In a recent interview with Fortune, the CEO of WalMart‘s (NYSE:WMT) subsidiary Sam’s Club stated that the retailer is making major changes to its business model which he described as a “reset for the business”. As a part of the revamp, Sam’s club is increasing its focus on improving store foods, planning to open new stores in higher income areas and giving regional buyers more say in its gourmet and natural foods inventory. While it saw a 35% increase in membership renewals year on year, Sam’s Club’s comp sales declined by 0.5% in Q4 2016 (ending January 2016), compared to a 0.6% increase in comp sales of Walmart U.S. for the same prior-year period. Sam’s Club faces intense competition from Costco, which saw a 6% increase in comp sales in the U.S. for its fiscal Q1 2016 (ended November 2015). Also a possible factor is Amazon Prime, which is now delivering fresh groceries. We believe initiatives to revamp its business model to attract higher income customers could be key in driving revenues for Sam’s Club in the future.
Aiming At Households With Higher Income
According to Sam’s Club estimates, the median household income of its customers is around $80,000 compared to the $120,000 figure for Costco. The company is focused on improving its food brands and opening new stores in wealthier locations, so as to increase the median household income of its customers to $100,000. Beginning 2016, Sam’s club will open eight to ten new clubs a year in more affluent areas. In order to attract customers in these areas, the retailer has hired product developers and quality testers to improve its food offering significantly. As part of the new strategy announced for Sam’s Club during the Q3 2016 earnings call of Walmart, it has taken certain significant steps, including: 1) the closure of under-performing clubs; 2) the review of merchandise categories; and, 3) the expansion of private labels in key areas. While the company’s expectation for comp sales in the first quarter of 2017 is flat, it hopes to see the benefits of its new strategy in the coming quarters.

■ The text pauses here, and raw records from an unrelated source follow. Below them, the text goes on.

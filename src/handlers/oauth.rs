//! HTTP handlers for the OAuth2 protocol endpoints:
//!
//! - GET  /oauth2/authorize         - authorization request (consent payload)
//! - POST /oauth2/authorize/approve - consent approval, 302 with code
//! - POST /oauth2/authorize/deny    - consent denial, 302 with access_denied
//! - POST /oauth2/token             - token endpoint (all four grants)
//! - POST /oauth2/introspect        - RFC 7662 introspection
//! - POST /oauth2/revoke            - RFC 7009 revocation

use axum::{
    extract::{Query, State},
    http::{header, HeaderMap, StatusCode},
    response::{IntoResponse, Response},
    Form, Json,
};
use base64::{engine::general_purpose::STANDARD as BASE64_STANDARD, Engine as _};
use uuid::Uuid;

use crate::config::AppState;
use crate::dto::{
    ApproveParams, AuthorizeParams, ConsentPayload, DenyParams, IntrospectParams, RevokeParams,
    TokenRequestParams, TokenResponse,
};
use crate::error::OAuthError;
use crate::services::TokenIntrospection;

/// GET /oauth2/authorize
///
/// Validates the authorization request and returns the payload the
/// front-end needs to render the consent screen. End-user authentication
/// happens upstream; the decision comes back through the approve/deny
/// endpoints.
pub async fn authorize_handler(
    State(state): State<AppState>,
    Query(params): Query<AuthorizeParams>,
) -> Result<Json<ConsentPayload>, OAuthError> {
    let client_id = parse_client_id(&params.client_id)?;

    let ctx = state
        .oauth
        .validate_authorization_request(
            &params.response_type,
            client_id,
            &params.redirect_uri,
            &params.scopes(),
            params.code_challenge.as_deref(),
            params.code_challenge_method.as_deref(),
        )
        .await?;

    Ok(Json(ConsentPayload {
        client_id: ctx.client.id.to_string(),
        client_name: ctx.client.client_name,
        redirect_uri: params.redirect_uri,
        scopes: ctx.scopes,
        state: params.state,
        code_challenge: params.code_challenge,
        code_challenge_method: params.code_challenge_method,
    }))
}

/// POST /oauth2/authorize/approve
///
/// Issues an authorization code after user consent and redirects back to
/// the client with `code` (and `state` when present).
pub async fn approve_handler(
    State(state): State<AppState>,
    Form(params): Form<ApproveParams>,
) -> Response {
    let client_id = match parse_client_id(&params.client_id) {
        Ok(id) => id,
        Err(e) => return e.into_response(),
    };

    let user_id = match Uuid::parse_str(&params.user_id) {
        Ok(id) => id,
        Err(_) => {
            return OAuthError::InvalidRequest("Invalid user_id format".to_string())
                .into_response()
        }
    };

    // Client, redirect URI, grant type, PKCE parameters and scopes are
    // re-validated here; the consent form round-trip is untrusted input.
    let ctx = match state
        .oauth
        .validate_authorization_request(
            "code",
            client_id,
            &params.redirect_uri,
            &params.scopes(),
            params.code_challenge.as_deref(),
            params.code_challenge_method.as_deref(),
        )
        .await
    {
        Ok(ctx) => ctx,
        // Scope problems surface after the redirect URI has been checked
        // against the registration, so redirecting is safe. Everything
        // else stays a direct JSON error to avoid an open redirect.
        Err(err @ (OAuthError::InvalidScope(_) | OAuthError::ServerError(_))) => {
            return error_redirect(&params.redirect_uri, &err, params.state.as_deref());
        }
        Err(err) => return err.into_response(),
    };

    let code = match state
        .oauth
        .create_authorization_code(
            ctx.client.id,
            user_id,
            &params.redirect_uri,
            ctx.scopes,
            params.state.clone(),
            params.code_challenge.clone(),
            params.code_challenge_method.clone(),
        )
        .await
    {
        Ok(code) => code,
        Err(err) => return error_redirect(&params.redirect_uri, &err, params.state.as_deref()),
    };

    let mut url = format!(
        "{}{}code={}",
        params.redirect_uri,
        query_separator(&params.redirect_uri),
        urlencoding::encode(&code.code)
    );
    if let Some(state_param) = &params.state {
        url.push_str(&format!("&state={}", urlencoding::encode(state_param)));
    }

    found_redirect(&url)
}

/// POST /oauth2/authorize/deny
///
/// Redirects back to the client with `error=access_denied`.
pub async fn deny_handler(Form(params): Form<DenyParams>) -> Response {
    error_redirect(
        &params.redirect_uri,
        &OAuthError::AccessDenied,
        params.state.as_deref(),
    )
}

/// POST /oauth2/token
pub async fn token_handler(
    State(state): State<AppState>,
    Form(params): Form<TokenRequestParams>,
) -> Result<Json<TokenResponse>, OAuthError> {
    let token = match params.grant_type.as_str() {
        "password" => {
            let username = require(&params.username, "username")?;
            let password = require(&params.password, "password")?;
            let client_id = parse_client_id(require(&params.client_id, "client_id")?)?;
            let client_secret = require(&params.client_secret, "client_secret")?;

            state
                .oauth
                .password_grant(username, password, client_id, client_secret, &params.scopes())
                .await?
        }
        "refresh_token" => {
            let refresh_token = require(&params.refresh_token, "refresh_token")?;
            let client_id = parse_client_id(require(&params.client_id, "client_id")?)?;

            state
                .oauth
                .refresh_token_grant(refresh_token, client_id, params.client_secret.as_deref())
                .await?
        }
        "authorization_code" => {
            let code = require(&params.code, "code")?;
            let redirect_uri = require(&params.redirect_uri, "redirect_uri")?;
            let client_id = parse_client_id(require(&params.client_id, "client_id")?)?;

            state
                .oauth
                .authorization_code_grant(
                    code,
                    client_id,
                    params.client_secret.as_deref(),
                    redirect_uri,
                    params.code_verifier.as_deref(),
                )
                .await?
        }
        "client_credentials" => {
            let client_id = parse_client_id(require(&params.client_id, "client_id")?)?;
            let client_secret = require(&params.client_secret, "client_secret")?;

            state
                .oauth
                .client_credentials_grant(client_id, client_secret, &params.scopes())
                .await?
        }
        _ => return Err(OAuthError::UnsupportedGrantType),
    };

    Ok(Json(token.into()))
}

/// POST /oauth2/introspect
pub async fn introspect_handler(
    State(state): State<AppState>,
    headers: HeaderMap,
    Form(params): Form<IntrospectParams>,
) -> Result<Json<TokenIntrospection>, OAuthError> {
    authenticate_request_client(
        &state,
        &headers,
        params.client_id.as_deref(),
        params.client_secret.as_deref(),
    )
    .await?;

    let introspection = state.oauth.introspect_token(&params.token).await?;
    Ok(Json(introspection))
}

/// POST /oauth2/revoke
///
/// Always 200 with an empty body on success paths, including unknown
/// tokens, per RFC 7009 §2.2.
pub async fn revoke_handler(
    State(state): State<AppState>,
    headers: HeaderMap,
    Form(params): Form<RevokeParams>,
) -> Result<StatusCode, OAuthError> {
    authenticate_request_client(
        &state,
        &headers,
        params.client_id.as_deref(),
        params.client_secret.as_deref(),
    )
    .await?;

    state
        .oauth
        .revoke_token(&params.token, params.token_type_hint.as_deref())
        .await?;

    Ok(StatusCode::OK)
}

// ----------------------------------------------------------------------
// Helpers
// ----------------------------------------------------------------------

fn require<'a>(value: &'a Option<String>, name: &str) -> Result<&'a str, OAuthError> {
    value
        .as_deref()
        .ok_or_else(|| OAuthError::InvalidRequest(format!("{name} is required")))
}

fn parse_client_id(raw: &str) -> Result<Uuid, OAuthError> {
    Uuid::parse_str(raw)
        .map_err(|_| OAuthError::InvalidRequest("Invalid client_id format".to_string()))
}

/// Verify client credentials presented via HTTP Basic or form fields.
/// Requests without credentials proceed; presented credentials must be
/// valid.
async fn authenticate_request_client(
    state: &AppState,
    headers: &HeaderMap,
    form_client_id: Option<&str>,
    form_client_secret: Option<&str>,
) -> Result<(), OAuthError> {
    let basic = headers
        .get(header::AUTHORIZATION)
        .and_then(|v| v.to_str().ok())
        .and_then(|v| v.strip_prefix("Basic "))
        .and_then(decode_basic_credentials);

    let (client_id, client_secret) = match &basic {
        Some((id, secret)) => (Some(id.as_str()), Some(secret.as_str())),
        None => (form_client_id, form_client_secret),
    };

    let Some(client_id) = client_id else {
        return Ok(());
    };

    let client_id = Uuid::parse_str(client_id).map_err(|_| OAuthError::InvalidClient)?;

    state
        .oauth
        .clients()
        .authenticate_client(client_id, client_secret)
        .await
        .map_err(|e| OAuthError::ServerError(e.to_string()))?
        .ok_or(OAuthError::InvalidClient)?;

    Ok(())
}

fn decode_basic_credentials(encoded: &str) -> Option<(String, String)> {
    let decoded = BASE64_STANDARD.decode(encoded).ok()?;
    let decoded = String::from_utf8(decoded).ok()?;
    let (id, secret) = decoded.split_once(':')?;
    Some((id.to_string(), secret.to_string()))
}

fn query_separator(url: &str) -> &'static str {
    if url.contains('?') {
        "&"
    } else {
        "?"
    }
}

/// 302 Found redirect; RFC 6749 redirects use this status.
fn found_redirect(url: &str) -> Response {
    (StatusCode::FOUND, [(header::LOCATION, url.to_string())]).into_response()
}

/// Redirect-based error delivery for a validated redirect URI.
fn error_redirect(redirect_uri: &str, error: &OAuthError, state: Option<&str>) -> Response {
    let mut url = format!(
        "{}{}error={}",
        redirect_uri,
        query_separator(redirect_uri),
        urlencoding::encode(error.code())
    );
    if let Some(state) = state {
        url.push_str(&format!("&state={}", urlencoding::encode(state)));
    }

    found_redirect(&url)
}

#[cfg(test)]
mod tests {
    use super::*;

    #[test]
    fn basic_credentials_decode() {
        let encoded = BASE64_STANDARD.encode("client-id:s3cret");
        assert_eq!(
            decode_basic_credentials(&encoded),
            Some(("client-id".to_string(), "s3cret".to_string()))
        );

        assert!(decode_basic_credentials("!!!not-base64!!!").is_none());
        assert!(decode_basic_credentials(&BASE64_STANDARD.encode("no-colon")).is_none());
    }

    #[test]
    fn redirect_urls_append_with_correct_separator() {
        let plain = error_redirect(
            "https://app.example.com/cb",
            &OAuthError::AccessDenied,
            Some("xyz"),
        );
        let location = plain.headers().get(header::LOCATION).unwrap().to_str().unwrap();
        assert_eq!(
            location,
            "https://app.example.com/cb?error=access_denied&state=xyz"
        );

        let with_query = error_redirect(
            "https://app.example.com/cb?keep=1",
            &OAuthError::AccessDenied,
            None,
        );
        let location = with_query
            .headers()
            .get(header::LOCATION)
            .unwrap()
            .to_str()
            .unwrap();
        assert_eq!(
            location,
            "https://app.example.com/cb?keep=1&error=access_denied"
        );
    }

    #[test]
    fn redirects_use_302() {
        let response = error_redirect("https://app.example.com/cb", &OAuthError::AccessDenied, None);
        assert_eq!(response.status(), StatusCode::FOUND);
    }
}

According to our estimates, Sam’s Club accounts for slightly more than 5% of Walmart’s valuation and we expect its revenue per square foot to increase from $683 in 2016 to $ 754 by the end of our forecast period.
Sam’s Club’s news strategy appears to be aimed at gaining market share from its competitor Costco, by opening new stores in affluent areas and stocking merchandise that will attract wealthy consumers. However Costco’s customer base is extremely loyal, with a membership renewal rate of nearly 90%. Sam’s Club is struggling to improve its comp sales and does not expect the new strategy to show immediate results. Apart from Costco, it also faces serious threat from Amazon Prime, which has an estimated at 54 million members, thus touching nearly 50% of U.S. households. We believe while the revamp of Sam’s Club is essential to drive revenues. Whether it will be able to attract new customers will depend on strong execution of this strategy.